Mods please do the needful.
And am not a writer and my English may not be good 'insult is allowed.


There is this issue that has been going on between me and my a married lady (my shop Neighbor)

It all started last year November when a man was looking for shop to rent and fortunately their was an empty shop next ours, so after meeting the care taker within a week or so we were amazed to see a 40ft container full of various goods, different types of auto spare parts and five cars that brought my the man, he is an importer based in Taiwan, so after the offloading and so he packed all the tocubo tires among in the shop he just rented is a very big shop Warehouse size it was filled with the tire and sold other goods wholesale to people both car.

''long story shot''

So next day work started the man begged me to help him to arrange the tires, i did as far am not not busy we worked that day, it wasn't an easy work and the man was amazed on how i worked tirelessly.

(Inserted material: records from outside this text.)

/*
EduTrack Attendance: roll-call sessions for the EduTrack training-center client.
Copyright (C) 2024 EduTrack

This program is free software: you can redistribute it and/or modify
it under the terms of the GNU General Public License as published by
the Free Software Foundation, either version 3 of the License, or
(at your option) any later version.

This program is distributed in the hope that it will be useful,
but WITHOUT ANY WARRANTY; without even the implied warranty of
MERCHANTABILITY or FITNESS FOR A PARTICULAR PURPOSE.  See the
GNU General Public License for more details.

You should have received a copy of the GNU General Public License
along with this program.  If not, see <https://www.gnu.org/licenses/>.
*/
use crate::ids::{CourseId, OperatorId, ParticipantId};

use super::session::{AttendanceMode, SessionPhase};

pub type AttendanceResult<T> = Result<T, AttendanceError>;

#[derive(Debug, thiserror::Error)]
pub enum AttendanceError {
    #[error("Cannot {operation} while the session is {phase}")]
    InvalidSessionState {
        operation: &'static str,
        phase: SessionPhase,
    },

    #[error("Cannot {operation} in {mode} mode")]
    ModeMismatch {
        operation: &'static str,
        mode: AttendanceMode,
    },

    #[error("{0} is not on the roster")]
    UnknownParticipant(ParticipantId),

    #[error("{operator} may not take attendance for {course}")]
    NotAuthorized {
        operator: OperatorId,
        course: CourseId,
    },

    #[error("Could not resolve the roster for {course}")]
    RosterUnavailable {
        course: CourseId,
        #[source]
        source: anyhow::Error,
    },

    #[error("Camera unavailable")]
    CameraUnavailable(#[source] anyhow::Error),

    #[error("Attendance could not be saved")]
    PersistenceFailure(#[source] anyhow::Error),
}

impl AttendanceError {
    pub(crate) fn invalid_state(operation: &'static str, phase: SessionPhase) -> Self {
        Self::InvalidSessionState { operation, phase }
    }

    /// Failures the operator can retry without losing the roll-call.
    pub fn is_retryable(&self) -> bool {
        matches!(self, Self::PersistenceFailure(_))
    }
}
/*
EduTrack Attendance: roll-call sessions for the EduTrack training-center client.
Copyright (C) 2024 EduTrack

This program is free software: you can redistribute it and/or modify
it under the terms of the GNU General Public License as published by
the Free Software Foundation, either version 3 of the License, or
(at your option) any later version.

This program is distributed in the hope that it will be useful,
but WITHOUT ANY WARRANTY; without even the implied warranty of
MERCHANTABILITY or FITNESS FOR A PARTICULAR PURPOSE.  See the
GNU General Public License for more details.

You should have received a copy of the GNU General Public License
along with this program.  If not, see <https://www.gnu.org/licenses/>.
*/
use serde::Deserialize;

use crate::ids::{CourseId, OperatorId, ParticipantId};

#[derive(Clone, Debug, Deserialize)]
pub struct Participant {
    pub id: ParticipantId,
    pub name: String,
    #[serde(default)]
    pub avatar: Option<String>,
}

#[derive(Clone, Debug, Deserialize)]
pub struct CourseRoster {
    #[serde(rename = "courseId")]
    pub course_id: CourseId,
    pub title: String,
    #[serde(rename = "instructorId")]
    pub instructor_id: OperatorId,
    pub participants: Vec<Participant>,
}

impl CourseRoster {
    pub fn participant(&self, id: &ParticipantId) -> Option<&Participant> {
        self.participants.iter().find(|p| &p.id == id)
    }

    pub fn participant_ids(&self) -> impl Iterator<Item = &ParticipantId> {
        self.participants.iter().map(|p| &p.id)
    }
}

/// A single permission an operator can hold.
#[derive(Clone, Copy, Debug, PartialEq, Eq, Hash, Deserialize)]
#[serde(rename_all = "snake_case")]
pub enum Capability {
    /// Run roll-calls for courses the operator teaches.
    ManageCourse,
    /// Send notifications to everyone.
    Broadcast,
    /// Run roll-calls for any course.
    AdminOverride,
}

bitflags::bitflags! {
    #[derive(Clone, Copy, Debug, PartialEq, Eq, Hash, Default)]
    pub struct CapabilitySet: u8 {
        const MANAGE_COURSE = 1 << 0;
        const BROADCAST = 1 << 1;
        const ADMIN_OVERRIDE = 1 << 2;
    }
}

impl Capability {
    pub const fn as_set(self) -> CapabilitySet {
        match self {
            Self::ManageCourse => CapabilitySet::MANAGE_COURSE,
            Self::Broadcast => CapabilitySet::BROADCAST,
            Self::AdminOverride => CapabilitySet::ADMIN_OVERRIDE,
        }
    }
}

impl FromIterator<Capability> for CapabilitySet {
    fn from_iter<I: IntoIterator<Item = Capability>>(iter: I) -> Self {
        let mut set = CapabilitySet::empty();
        for cap in iter {
            set |= cap.as_set();
        }
        set
    }
}

#[derive(Clone, Debug, Deserialize)]
struct RawOperator {
    id: OperatorId,
    name: String,
    #[serde(default)]
    capabilities: Vec<Capability>,
}

/// Whoever is driving the client: an instructor or an administrator.
#[derive(Clone, Debug, Deserialize)]
#[serde(from = "RawOperator")]
pub struct Operator {
    pub id: OperatorId,
    pub name: String,
    pub capabilities: CapabilitySet,
}

impl From<RawOperator> for Operator {
    fn from(raw: RawOperator) -> Self {
        Self {
            id: raw.id,
            name: raw.name,
            capabilities: raw.capabilities.into_iter().collect(),
        }
    }
}

impl Operator {
    #[cfg(test)]
    pub fn new(id: impl Into<String>, name: impl Into<String>, capabilities: CapabilitySet) -> Self {
        Self {
            id: OperatorId::new(id),
            name: name.into(),
            capabilities,
        }
    }

    /// Instructor of record with course rights, or anyone with the admin override.
    pub fn can_manage_course(&self, course: &CourseRoster) -> bool {
        if self.capabilities.contains(CapabilitySet::ADMIN_OVERRIDE) {
            return true;
        }
        self.capabilities.contains(CapabilitySet::MANAGE_COURSE) && course.instructor_id == self.id
    }

    pub fn can_broadcast(&self) -> bool {
        self.capabilities.contains(CapabilitySet::BROADCAST)
    }
}

#[cfg(test)]
mod tests {
    use super::*;

    fn course(instructor: &str) -> CourseRoster {
        CourseRoster {
            course_id: CourseId::new("math-101"),
            title: "Math".to_string(),
            instructor_id: OperatorId::new(instructor),
            participants: Vec::new(),
        }
    }

    #[test]
    fn instructor_of_record_can_manage() {
        let instructor = Operator::new("t1", "Aylin", CapabilitySet::MANAGE_COURSE);
        assert!(instructor.can_manage_course(&course("t1")));
        assert!(!instructor.can_manage_course(&course("t2")));
    }

    #[test]
    fn admin_override_manages_any_course() {
        let admin = Operator::new("a1", "Root", CapabilitySet::ADMIN_OVERRIDE);
        assert!(admin.can_manage_course(&course("t2")));
        assert!(!admin.can_broadcast());
    }

    #[test]
    fn instructor_id_alone_is_not_enough() {
        let guest = Operator::new("t1", "Guest", CapabilitySet::empty());
        assert!(!guest.can_manage_course(&course("t1")));
    }

    #[test]
    fn operator_capabilities_deserialize_into_set() {
        let op: Operator = serde_json::from_str(
            r#"{"id": "a1", "name": "Admin", "capabilities": ["broadcast", "admin_override"]}"#,
        )
        .unwrap();
        assert_eq!(
            op.capabilities,
            CapabilitySet::BROADCAST | CapabilitySet::ADMIN_OVERRIDE
        );
        assert!(op.can_broadcast());
    }
}
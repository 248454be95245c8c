/*
EduTrack Attendance: roll-call sessions for the EduTrack training-center client.
Copyright (C) 2024 EduTrack

This program is free software: you can redistribute it and/or modify
it under the terms of the GNU General Public License as published by
the Free Software Foundation, either version 3 of the License, or
(at your option) any later version.

This program is distributed in the hope that it will be useful,
but WITHOUT ANY WARRANTY; without even the implied warranty of
MERCHANTABILITY or FITNESS FOR A PARTICULAR PURPOSE.  See the
GNU General Public License for more details.

You should have received a copy of the GNU General Public License
along with this program.  If not, see <https://www.gnu.org/licenses/>.
*/
pub mod time;
/*
EduTrack Attendance: roll-call sessions for the EduTrack training-center client.
Copyright (C) 2024 EduTrack

This program is free software: you can redistribute it and/or modify
it under the terms of the GNU General Public License as published by
the Free Software Foundation, either version 3 of the License, or
(at your option) any later version.

This program is distributed in the hope that it will be useful,
but WITHOUT ANY WARRANTY; without even the implied warranty of
MERCHANTABILITY or FITNESS FOR A PARTICULAR PURPOSE.  See the
GNU General Public License for more details.

You should have received a copy of the GNU General Public License
along with this program.  If not, see <https://www.gnu.org/licenses/>.
*/
use std::sync::atomic::{AtomicUsize, Ordering};

use anyhow::{anyhow, Context};
use async_trait::async_trait;
use tokio::sync::Mutex;
use tracing::{debug, trace};

use crate::attendance::AttendanceRecord;

/// Where finished roll-calls end up.
#[async_trait]
pub trait RecordSink: Send + Sync {
    async fn persist(&self, record: &AttendanceRecord) -> anyhow::Result<()>;
}

/// Posts each record as JSON to a records endpoint.
pub struct HttpRecordSink {
    client: reqwest::Client,
    url: String,
}

impl HttpRecordSink {
    pub fn new(url: impl Into<String>) -> Self {
        Self {
            client: reqwest::Client::new(),
            url: url.into(),
        }
    }
}

#[async_trait]
impl RecordSink for HttpRecordSink {
    async fn persist(&self, record: &AttendanceRecord) -> anyhow::Result<()> {
        debug!("Posting attendance record {} to {}", record.session_id, self.url);
        let response = self
            .client
            .post(&self.url)
            .json(record)
            .send()
            .await
            .context("Failed to successfully post attendance record")?;

        if !response.status().is_success() {
            return Err(anyhow!(
                "Server responded with an error: {:?}",
                response.status()
            ));
        }

        trace!("Record {} accepted", record.session_id);
        Ok(())
    }
}

/// Keeps records in memory. Used when no records endpoint is configured.
#[derive(Default)]
pub struct MemoryRecordSink {
    records: Mutex<Vec<AttendanceRecord>>,
    failures_pending: AtomicUsize,
}

impl MemoryRecordSink {
    pub fn new() -> Self {
        Self::default()
    }

    /// Makes the next `count` persist calls fail as if the backend were unreachable.
    #[cfg(test)]
    pub fn fail_next(&self, count: usize) {
        self.failures_pending.store(count, Ordering::SeqCst);
    }

    #[cfg(test)]
    pub async fn records(&self) -> Vec<AttendanceRecord> {
        self.records.lock().await.clone()
    }
}

#[async_trait]
impl RecordSink for MemoryRecordSink {
    async fn persist(&self, record: &AttendanceRecord) -> anyhow::Result<()> {
        let failing = self
            .failures_pending
            .fetch_update(Ordering::SeqCst, Ordering::SeqCst, |n| n.checked_sub(1))
            .is_ok();
        if failing {
            return Err(anyhow!("Records store unreachable"));
        }

        self.records.lock().await.push(record.clone());
        debug!("Stored attendance record {} in memory", record.session_id);
        Ok(())
    }
}

#[cfg(test)]
mod tests {
    use super::*;
    use crate::ids::{CourseId, ParticipantId, SessionId};
    use chrono::NaiveDate;

    fn record() -> AttendanceRecord {
        AttendanceRecord {
            session_id: SessionId::generate(),
            course_id: CourseId::new("math-101"),
            date: NaiveDate::from_ymd_opt(2024, 9, 2).unwrap(),
            present_ids: vec![ParticipantId::new("s1")],
        }
    }

    #[tokio::test]
    async fn memory_sink_fails_only_the_requested_number_of_times() {
        let sink = MemoryRecordSink::new();
        sink.fail_next(2);

        assert!(sink.persist(&record()).await.is_err());
        assert!(sink.persist(&record()).await.is_err());
        assert!(sink.persist(&record()).await.is_ok());
        assert_eq!(sink.records().await.len(), 1);
    }

    #[tokio::test]
    async fn unreachable_endpoint_is_an_error() {
        let sink = HttpRecordSink::new("http://127.0.0.1:9/records");
        assert!(sink.persist(&record()).await.is_err());
    }
}
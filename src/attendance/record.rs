/*
EduTrack Attendance: roll-call sessions for the EduTrack training-center client.
Copyright (C) 2024 EduTrack

This program is free software: you can redistribute it and/or modify
it under the terms of the GNU General Public License as published by
the Free Software Foundation, either version 3 of the License, or
(at your option) any later version.

This program is distributed in the hope that it will be useful,
but WITHOUT ANY WARRANTY; without even the implied warranty of
MERCHANTABILITY or FITNESS FOR A PARTICULAR PURPOSE.  See the
GNU General Public License for more details.

You should have received a copy of the GNU General Public License
along with this program.  If not, see <https://www.gnu.org/licenses/>.
*/
use chrono::NaiveDate;
use serde::{Deserialize, Serialize};

use crate::ids::{CourseId, ParticipantId, SessionId};

/// What gets persisted once a roll-call is finished. Absentees are `roster - present_ids`.
#[derive(Clone, Debug, PartialEq, Eq, Serialize, Deserialize)]
pub struct AttendanceRecord {
    #[serde(rename = "sessionId")]
    pub session_id: SessionId,
    #[serde(rename = "courseId")]
    pub course_id: CourseId,
    pub date: NaiveDate,
    #[serde(rename = "presentIds")]
    pub present_ids: Vec<ParticipantId>,
}

/// The record plus the derived absentee list shown to the operator.
#[derive(Clone, Debug, PartialEq, Eq)]
pub struct AttendanceOutcome {
    pub record: AttendanceRecord,
    pub absent_ids: Vec<ParticipantId>,
}
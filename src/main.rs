use std::error::Error;
use std::path::PathBuf;

use clap::Parser;
use log::{error, info, LevelFilter};
use odometer::{Easing, Odometer, OdometerConfig};

#[derive(Parser)]
#[command(name = "odometer")]
#[command(version = env!("CARGO_PKG_VERSION"))]
#[command(about = "Rolling odometer counter", long_about = None)]
struct Cli {
    /// TrueType/OpenType font used for the reels and readout
    #[arg(short, long)]
    font: PathBuf,

    /// Number of digit reels
    #[arg(short, long, default_value_t = 5)]
    reels: usize,

    /// Digits after the decimal point
    #[arg(short, long, default_value_t = 2)]
    decimals: u32,

    /// Seconds per carry step
    #[arg(long, default_value_t = 2.0)]
    duration: f32,

    /// Amount added to the random start value each round
    #[arg(short, long, default_value_t = 2.0)]
    increment: f64,

    /// Ease reels in and out instead of scrolling linearly
    #[arg(long)]
    smooth: bool,

    /// Window title
    #[arg(long, default_value = "Odometer")]
    title: String,
}

fn main() -> Result<(), Box<dyn Error>> {
    env_logger::Builder::from_default_env()
        .filter_level(LevelFilter::Info)
        .init();

    let cli = Cli::parse();
    let config = OdometerConfig::builder()
        .title(cli.title)
        .reel_count(cli.reels)
        .decimal_digits(cli.decimals)
        .scroll_duration(cli.duration)
        .increment(cli.increment)
        .easing(if cli.smooth {
            Easing::Smooth
        } else {
            Easing::Linear
        })
        .font_path(cli.font)
        .build();

    info!("Starting odometer with {} reels", config.reel_count);
    let mut odometer = Odometer::new(config);
    if let Err(err) = odometer.show() {
        error!("Odometer failed: {err}");
        return Err(err);
    }
    Ok(())
}
//! Error types for the odometer

use thiserror::Error;

/// Errors that can occur while driving the reels
#[derive(Error, Debug, Clone, PartialEq)]
pub enum OdometerError {
    /// A value does not fit on the reels
    #[error("value {value} does not fit on {reel_count} reels")]
    Range { value: f64, reel_count: usize },

    /// The scroll target cannot be shown on the reels
    #[error("target {target} is out of range for {reel_count} reels")]
    TargetOutOfRange { target: f64, reel_count: usize },

    /// Increment has more fractional digits than the display
    #[error("increment {increment} is not representable with {decimal_digits} decimal digits")]
    InvalidIncrement { increment: f64, decimal_digits: u32 },

    /// Reel layout is unusable
    #[error("invalid reel layout: {0}")]
    InvalidLayout(String),

    /// Failed to load font
    #[error("Font loading failed: {0}")]
    FontLoad(String),
}

/// Result type for odometer operations
pub type Result<T> = std::result::Result<T, OdometerError>;
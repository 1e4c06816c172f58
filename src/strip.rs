//! Cyclic glyph strip behind one reel window.

/// A column of `slots` glyphs that scrolls upward through a one-glyph window.
#[derive(Debug, Clone, Copy, PartialEq, Eq)]
pub struct ReelStrip {
    slots: usize,
}

impl ReelStrip {
    /// Two slots is the minimum that can show a digit leaving and one arriving.
    pub fn new(slots: usize) -> Self {
        Self {
            slots: slots.max(2),
        }
    }

    pub fn slots(&self) -> usize {
        self.slots
    }

    /// Glyphs of a reel resting on `digit`, scrolled by `offset` glyph heights.
    ///
    /// Returns `(digit, y)` per slot with `y` in glyph heights from the top of
    /// the window. A glyph pushed to `y <= -1` has fully left the window and is
    /// moved to the bottom of the strip.
    pub fn layout(&self, digit: u8, offset: f32) -> Vec<(u8, f32)> {
        let slots = self.slots as f32;
        (0..self.slots)
            .map(|slot| {
                let mut y = slot as f32 - offset;
                while y <= -1.0 {
                    y += slots;
                }
                (((digit as usize + slot) % 10) as u8, y)
            })
            .collect()
    }

    /// Glyphs that overlap the window at `offset`.
    pub fn visible(&self, digit: u8, offset: f32) -> Vec<(u8, f32)> {
        self.layout(digit, offset)
            .into_iter()
            .filter(|&(_, y)| y > -1.0 && y < 1.0)
            .collect()
    }
}

#[cfg(test)]
mod tests {
    use super::*;

    #[test]
    fn at_rest_shows_only_current_digit() {
        let strip = ReelStrip::new(3);
        assert_eq!(strip.layout(7, 0.0), vec![(7, 0.0), (8, 1.0), (9, 2.0)]);
        assert_eq!(strip.visible(7, 0.0), vec![(7, 0.0)]);
    }

    #[test]
    fn mid_scroll_shows_old_leaving_and_new_arriving() {
        let strip = ReelStrip::new(3);
        assert_eq!(strip.visible(9, 0.5), vec![(9, -0.5), (0, 0.5)]);
    }

    #[test]
    fn glyph_past_the_top_wraps_to_bottom() {
        let strip = ReelStrip::new(3);
        let layout = strip.layout(4, 1.0);
        assert_eq!(layout[0], (4, 2.0));
        assert_eq!(layout[1], (5, 0.0));
        assert_eq!(strip.visible(4, 1.0), vec![(5, 0.0)]);
    }

    #[test]
    fn end_of_scroll_matches_next_digit_at_rest() {
        let strip = ReelStrip::new(4);
        let mut scrolled: Vec<_> = strip.visible(2, 1.0);
        scrolled.sort_by(|a, b| a.1.total_cmp(&b.1));
        assert_eq!(scrolled, strip.visible(3, 0.0));
    }

    #[test]
    fn strip_has_at_least_two_slots() {
        assert_eq!(ReelStrip::new(0).slots(), 2);
    }
}
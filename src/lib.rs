//! # abstract2tex
//!
//! Assemble a directory of Word abstract submissions into one LaTeX file
//! for a conference book of abstracts.
//!
//! Every submitter fills in the same Word template (five tables: title,
//! authors, affiliations, abstract body, references) and names the file
//! `Lastname_Firstname.docx`, optionally with a `Lastname_Firstname.png`
//! figure next to it. This crate converts each document with pandoc, reads
//! the tables by position, fixes the characters pandoc renders badly, and
//! appends one `posterabs` environment per submission to `output.tex`.
//!
//! ## Pipeline Overview
//!
//! ```text
//! input dir
//!  │
//!  ├─ 1. Discover  *.docx sorted by surname, figures paired by base name
//!  ├─ 2. Convert   pandoc docx → html (scratch dir, removed at the end)
//!  ├─ 3. Extract   five positional tables → SubmissionRecord
//!  ├─ 4. Normalize html fragments → LaTeX + substitution table
//!  ├─ 5. Render    posterabs / posterabswfig / posterabswref / posterabswrefwfig
//!  └─ 6. Append    output.tex, one block per submission
//! ```
//!
//! ## Quick Start
//!
//! ```rust,no_run
//! use abstract2tex::{run_with_pandoc, AssemblyConfig};
//!
//! fn main() -> Result<(), Box<dyn std::error::Error>> {
//!     let config = AssemblyConfig::default();
//!     let report = run_with_pandoc("abstracts/", &config)?;
//!     for problem in report.problems() {
//!         eprintln!("{:?}", problem);
//!     }
//!     println!("{}/{} abstracts written", report.rendered(), report.total());
//!     Ok(())
//! }
//! ```
//!
//! ## Feature Flags
//!
//! | Feature | Default | Description |
//! |---------|---------|-------------|
//! | `cli`   | on      | Enables the `abstract2tex` binary (clap + anyhow + tracing-subscriber + indicatif) |

// ── Modules ──────────────────────────────────────────────────────────────

pub mod assemble;
pub mod config;
pub mod error;
pub mod output;
pub mod pipeline;
pub mod progress;
pub mod record;

// ── Re-exports ───────────────────────────────────────────────────────────

pub use assemble::{run, run_with_pandoc};
pub use config::{AssemblyConfig, AssemblyConfigBuilder, MalformedIdPolicy, SubstitutionTable};
pub use error::{Abstract2TexError, ConverterError, ExtractError};
pub use output::{BatchReport, SubmissionOutcome};
pub use pipeline::converter::{DocumentConverter, PandocConverter};
pub use pipeline::extract::{FiveTableLayout, SubmissionLayout};
pub use pipeline::render::{TemplateRenderer, TemplateVariant};
pub use progress::{BatchProgressCallback, NoopProgressCallback, ProgressCallback};
pub use record::{AuthorEntry, FigureRef, NormalizedText, SubmissionRecord};
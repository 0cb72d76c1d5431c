//! The external document converter.
//!
//! Turning a `.docx` into markup, and markup fragments into LaTeX, is
//! pandoc's job. The rest of the pipeline only sees [`DocumentConverter`],
//! so tests can substitute a deterministic converter and an alternative tool
//! could be plugged in without touching extraction or rendering.

use crate::error::ConverterError;
use std::io::Write;
use std::path::{Path, PathBuf};
use std::process::{Command, Output, Stdio};
use std::time::{Duration, Instant};
use tracing::debug;

/// The two operations the pipeline needs from a document converter.
pub trait DocumentConverter {
    /// Convert `document` into intermediate HTML written to `markup_path`.
    fn to_markup(&self, document: &Path, markup_path: &Path) -> Result<(), ConverterError>;

    /// Convert one HTML fragment into LaTeX.
    ///
    /// Leading and trailing whitespace of the fragment is not preserved;
    /// callers restore it.
    fn to_typeset(&self, fragment: &str) -> Result<String, ConverterError>;
}

/// [`DocumentConverter`] backed by the `pandoc` executable.
#[derive(Debug, Clone)]
pub struct PandocConverter {
    program: PathBuf,
    timeout: Option<Duration>,
}

impl Default for PandocConverter {
    fn default() -> Self {
        Self::new("pandoc")
    }
}

impl PandocConverter {
    pub fn new(program: impl Into<PathBuf>) -> Self {
        Self {
            program: program.into(),
            timeout: None,
        }
    }

    /// Kill document conversions that run longer than `secs`.
    pub fn with_timeout_secs(mut self, secs: Option<u64>) -> Self {
        self.timeout = secs.filter(|&s| s > 0).map(Duration::from_secs);
        self
    }

    fn program_name(&self) -> String {
        self.program.display().to_string()
    }

    fn spawn_error(&self, source: std::io::Error) -> ConverterError {
        ConverterError::Spawn {
            program: self.program_name(),
            source,
        }
    }

    fn check_status(&self, output: &Output) -> Result<(), ConverterError> {
        if output.status.success() {
            return Ok(());
        }
        Err(ConverterError::Failed {
            program: self.program_name(),
            status: output.status.to_string(),
            stderr: String::from_utf8_lossy(&output.stderr).trim().to_string(),
        })
    }

    /// Poll the child until it exits or the deadline passes.
    fn wait_with_deadline(
        &self,
        mut child: std::process::Child,
        timeout: Duration,
        document: &Path,
    ) -> Result<Output, ConverterError> {
        let deadline = Instant::now() + timeout;
        loop {
            if child.try_wait()?.is_some() {
                return Ok(child.wait_with_output()?);
            }
            if Instant::now() >= deadline {
                // The process may have exited between the two checks.
                let _ = child.kill();
                let _ = child.wait();
                return Err(ConverterError::Timeout {
                    program: self.program_name(),
                    document: document.to_path_buf(),
                    secs: timeout.as_secs(),
                });
            }
            std::thread::sleep(Duration::from_millis(50));
        }
    }
}

impl DocumentConverter for PandocConverter {
    fn to_markup(&self, document: &Path, markup_path: &Path) -> Result<(), ConverterError> {
        debug!(
            "{} {} -> {}",
            self.program_name(),
            document.display(),
            markup_path.display()
        );
        let mut cmd = Command::new(&self.program);
        cmd.arg(document)
            .args(["-f", "docx", "-t", "html", "--wrap=none", "-o"])
            .arg(markup_path)
            .stdin(Stdio::null())
            .stdout(Stdio::null())
            .stderr(Stdio::piped());

        let output = match self.timeout {
            None => cmd.output().map_err(|e| self.spawn_error(e))?,
            Some(timeout) => {
                let child = cmd.spawn().map_err(|e| self.spawn_error(e))?;
                self.wait_with_deadline(child, timeout, document)?
            }
        };
        self.check_status(&output)
    }

    fn to_typeset(&self, fragment: &str) -> Result<String, ConverterError> {
        let mut child = Command::new(&self.program)
            .args(["-f", "html", "-t", "latex", "--wrap=none"])
            .stdin(Stdio::piped())
            .stdout(Stdio::piped())
            .stderr(Stdio::piped())
            .spawn()
            .map_err(|e| self.spawn_error(e))?;

        if let Some(mut stdin) = child.stdin.take() {
            stdin.write_all(fragment.as_bytes())?;
        }
        let output = child.wait_with_output()?;
        self.check_status(&output)?;

        let mut text = String::from_utf8(output.stdout).map_err(|_| ConverterError::InvalidUtf8)?;
        if text.ends_with('\n') {
            text.pop();
        }
        Ok(text)
    }
}

/// A pandoc-free converter for unit tests.
///
/// Markup conversion copies the document verbatim (test documents already
/// contain HTML). Fragment conversion maps `<em>` to `\emph{}`, drops other
/// tags, unescapes entities and renders `~` the way pandoc does.
#[cfg(test)]
pub(crate) mod fake {
    use super::*;
    use once_cell::sync::Lazy;
    use regex::Regex;

    static RE_EM: Lazy<Regex> = Lazy::new(|| Regex::new(r"(?s)<em>(.*?)</em>").unwrap());
    static RE_TAG: Lazy<Regex> = Lazy::new(|| Regex::new(r"<[^>]*>").unwrap());

    pub(crate) struct FakeConverter;

    impl DocumentConverter for FakeConverter {
        fn to_markup(&self, document: &Path, markup_path: &Path) -> Result<(), ConverterError> {
            std::fs::copy(document, markup_path)?;
            Ok(())
        }

        fn to_typeset(&self, fragment: &str) -> Result<String, ConverterError> {
            let s = RE_EM.replace_all(fragment, r"\emph{$1}");
            let s = RE_TAG.replace_all(&s, "");
            let s = s
                .replace('~', r"\textasciitilde{}")
                .replace("&lt;", "<")
                .replace("&gt;", ">")
                .replace("&amp;", r"\&");
            Ok(s.trim().to_string())
        }
    }
}
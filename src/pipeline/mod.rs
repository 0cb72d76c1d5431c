//! Pipeline stages for turning submissions into LaTeX.
//!
//! Each submodule implements exactly one transformation step.
//!
//! ## Data Flow
//!
//! ```text
//! discover ──▶ converter ──▶ extract ──▶ render
//! (dir scan)   (pandoc)      (tables)    (LaTeX lines)
//!                  ▲            │            │
//!                  └─ normalize ◀────────────┘
//! ```
//!
//! 1. [`discover`]: list submissions, pair figures by base name
//! 2. [`converter`]: the external converter behind [`converter::DocumentConverter`]
//! 3. [`extract`]: positional table layout → [`crate::record::SubmissionRecord`]
//! 4. [`normalize`]: fragment → LaTeX text plus the substitution table
//! 5. [`render`]: record → `posterabs*` environment lines
//! 6. [`figure`]: figure pixel dimensions

pub mod converter;
pub mod discover;
pub mod extract;
pub mod figure;
pub mod normalize;
pub mod render;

So from that day we became close and when my brother who owns the shop am staying came back from travel they became friends as the man was jovial and relating with us.

As the shop is in street plaza not inside market so we are not always busy and my brother will even encourage me to help the man in removing and packing tires which we did a lot of work that period and from then we got to know that he is a very rich business man that has been in so many Country ''importer''

Few days later he came to shop with his new wife, she is so beautiful tall and light skin she looks so young like late 20's or early 30's and the husband is in his early 50's he been married with a Taiwan lady and they has a son over there, but the Nigeria wife never give birth just married few years now.

So the problem now is after the man traveled back in February this year is only the wife that is coming to shop selling the tire and for me i keep on helping her to bring out tire or arrange it anytime am less busy as usual so from then we keep on coming closer and closer, she confide in me will tell me about every thing But i was careful not to step cross boundary being with a married lady because i have seen her wrecking in loneliness.

I have heard and read how women married to abroad based men used to mess around and have seen how possible it is and for me it's the most sinful act in this world to indulging in sexual activity with a married woman.

My observations with her that confuses me.

This lady since her husband travel back she started feeling lonely always craving to be around me, always like to gist with me and our closeness became strong because am this kind of funny guy always like to make her laugh but recently i noticed that we are more like lovers and people around start looking at us somehow, then i realized it on time started avoiding her like us to trek together for long before i enter bus to go my house when we have closed for the day, she started begging me to come to teach her how to drive with a car that her husband left for i lied to her that i don't know how to drive' in fact i become uncomfortable with her behavior she always shower me with gifts which i refused to use because of what people will say.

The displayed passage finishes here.